I didn't get the last part of the question. You were cutting off.
I mean, in the sense of the quantum of the size and quantum of some of the potential transactions that you're discussing with the various partners, are we looking at much larger size contracts versus what you've done in the past? I mean, both from a complexity perspective as well as the size of the contract perspective.
Both, yes, because that's the aim of having these partnerships with these partners. Basically, all the smaller projects, the smaller value projects, the smaller complexity projects, and then as the partnership develops and blooms, they trust you with more and more of the complex things and the high-value things, which is what we're currently doing. And so yes, the size and the scope and the value should be increased progressively. And that's what, hopefully we'll be showcasing to our shareholders in the quarters to come.

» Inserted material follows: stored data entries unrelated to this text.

/// Gains and output bounds for the pure pursuit fallback.
#[derive(Debug, Clone, Copy, PartialEq)]
pub struct HeuristicTuning {
    /// Steering command per radian of bearing error.
    pub steer_gain: f64,

    /// Symmetric bound on the steering command in radians.
    pub steer_limit: f64,

    /// Acceleration command per scene unit of distance.
    pub accel_gain: f64,

    pub accel_min: f64,
    pub accel_max: f64,
}

impl Default for HeuristicTuning {
    fn default() -> Self {
        Self {
            steer_gain: 2.0,
            steer_limit: 0.6,
            accel_gain: 2.0,
            accel_min: -100.0,
            accel_max: 300.0,
        }
    }
}
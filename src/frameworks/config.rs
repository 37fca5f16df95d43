use std::{env, time::Duration};

// Runtime/server constants (not physics tuning).

pub fn http_port() -> u16 {
    env::var("CONTROL_SERVER_PORT")
        .ok()
        .and_then(|v| v.parse().ok())
        .unwrap_or(3010)
}

// Unset or blank means heuristic-only control.
pub fn policy_service_url() -> Option<String> {
    env::var("POLICY_SERVICE_URL")
        .ok()
        .map(|v| v.trim().to_string())
        .filter(|v| !v.is_empty())
}

pub fn policy_timeout() -> Duration {
    let millis = env::var("POLICY_TIMEOUT_MS")
        .ok()
        .and_then(|value| value.parse::<u64>().ok())
        .unwrap_or(12);
    Duration::from_millis(millis)
}

pub fn tick_interval() -> Duration {
    let hz = env::var("TICK_RATE_HZ")
        .ok()
        .and_then(|value| value.parse::<u32>().ok())
        .filter(|hz| *hz > 0)
        .unwrap_or(60);
    Duration::from_secs_f64(1.0 / f64::from(hz))
}

pub fn arena_width() -> Option<f64> {
    positive_f64("ARENA_WIDTH")
}

pub fn arena_height() -> Option<f64> {
    positive_f64("ARENA_HEIGHT")
}

fn positive_f64(key: &str) -> Option<f64> {
    env::var(key)
        .ok()
        .and_then(|value| value.parse::<f64>().ok())
        .filter(|value| value.is_finite() && *value > 0.0)
}

pub const EVENT_CHANNEL_CAPACITY: usize = 256;
pub const UPDATE_BROADCAST_CAPACITY: usize = 64;

// Largest integration step after a scheduler stall (about two frames at 60 Hz).
pub const MAX_TICK_DT: Duration = Duration::from_millis(33);
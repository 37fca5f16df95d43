// Outbound clients for external services.

pub mod inference;
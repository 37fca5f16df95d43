use crate::domain::state::{Bounds, TargetState};
use crate::domain::tuning::TargetTuning;

/// Advances the pursuit target one step toward `reference` with PD acceleration.
///
/// The speed cap applies to velocity (direction preserved), not acceleration, so the
/// target may reverse sharply but never outruns `max_speed`.
pub fn advance(
    target: &mut TargetState,
    reference: (f64, f64),
    dt: f64,
    tuning: &TargetTuning,
    bounds: &Bounds,
) {
    let (ref_x, ref_y) = reference;
    let ax = tuning.kp * (ref_x - target.x) - tuning.kd * target.vx;
    let ay = tuning.kp * (ref_y - target.y) - tuning.kd * target.vy;

    target.vx += ax * dt;
    target.vy += ay * dt;
    cap_speed(target, tuning.max_speed);

    target.x += target.vx * dt;
    target.y += target.vy * dt;

    let (x, y) = bounds.clamp_point(target.x, target.y);
    target.x = x;
    target.y = y;
}

fn cap_speed(target: &mut TargetState, max_speed: f64) {
    let speed = target.speed();
    if speed > max_speed {
        let scale = max_speed / speed;
        target.vx *= scale;
        target.vy *= scale;
        // Rounding can leave the rescaled magnitude a hair above the cap.
        if target.speed() > max_speed {
            let nudge = 1.0 - f64::EPSILON;
            target.vx *= nudge;
            target.vy *= nudge;
        }
    }
}
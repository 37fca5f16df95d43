// Action selection: learned policy when it answers, pure pursuit otherwise.

use crate::domain::ports::parse_raw_action;
use crate::domain::systems::pursuit::pure_pursuit;
use crate::domain::tuning::{ControlParams, HeuristicTuning};
use crate::domain::{
    Action, Observation, Policy, PolicyError, RawAction, TargetState, VehicleState,
};
use crate::use_cases::types::{ActionSource, Decision};
use std::time::Duration;
use tokio::time::timeout;

#[derive(Debug, Clone, Copy)]
pub struct ActionArbiter {
    params: ControlParams,
    heuristic: HeuristicTuning,
}

impl ActionArbiter {
    pub fn new(params: ControlParams, heuristic: HeuristicTuning) -> Self {
        Self { params, heuristic }
    }

    /// Turns a policy outcome into a physical command.
    ///
    /// Successful output is scaled by the steering and acceleration limits as is.
    /// Any failure, including non-finite output, yields the pursuit heuristic.
    /// Clamping to the physical limits is left to the vehicle model.
    pub fn decide(
        &self,
        outcome: Result<RawAction, PolicyError>,
        vehicle: &VehicleState,
        target: &TargetState,
    ) -> Decision {
        match outcome.and_then(|raw| parse_raw_action(&[raw.steer, raw.accel])) {
            Ok(raw) => Decision {
                action: Action {
                    steer: raw.steer * self.params.max_steer_angle,
                    accel: raw.accel * self.params.max_acceleration,
                },
                source: ActionSource::Policy,
            },
            Err(reason) => Decision {
                action: pure_pursuit(vehicle, target, &self.heuristic),
                source: ActionSource::Heuristic(reason),
            },
        }
    }

    /// Queries `policy` once, waiting at most `budget`.
    ///
    /// A call still pending at the deadline is dropped, which cancels it; nothing is
    /// left running into the next tick and the heuristic covers this one.
    pub async fn decide_with(
        &self,
        observation: Observation,
        policy: &dyn Policy,
        budget: Duration,
        vehicle: &VehicleState,
        target: &TargetState,
    ) -> Decision {
        let outcome = match timeout(budget, policy.infer(observation)).await {
            Ok(outcome) => outcome,
            Err(_elapsed) => Err(PolicyError::Timeout),
        };
        self.decide(outcome, vehicle, target)
    }
}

Let me take a last one. On the, you know, if I assume the most of the trans- conversations around some of these, transactions will be happening around when the project are in the pilot stages. So is there a sense for us to, can you share in term, how many products that you're working on, that they are in late stage of this pilot, in the pilot phase scale-up?
That's a number we'll have to go and compute, and we'll have to get back to you on that. But we don't share that information because it's the number doesn't matter, but the it's all confidential information to the customers and so. But you know, we can compute it. So at any given time, we have, I think, 20-25. Overall 50, on a very high level, overall 50 projects going on in R&D. Typically, half of them are in-house, and half of them are external, customer-driven. We'll be looking about 24, 25 customer-driven projects at any given time. More than half of these projects are towards the late stage final validations and final supply campaigns and product launches and market development quantities towards launch. So-
Okay.
Yeah.
Thank you so much.
Thank you. Ladies and gentlemen, as there are no further questions, I would now like to hand the conference over to the management for closing comments.
Thank you, everyone, for participating in the call. We hope that we have addressed majority of the questions. If you still have any further questions, please feel free to reach out to us. Thank you.
On behalf of HDFC Securities, that concludes this conference. Thank you for joining us, and you may now disconnect your lines.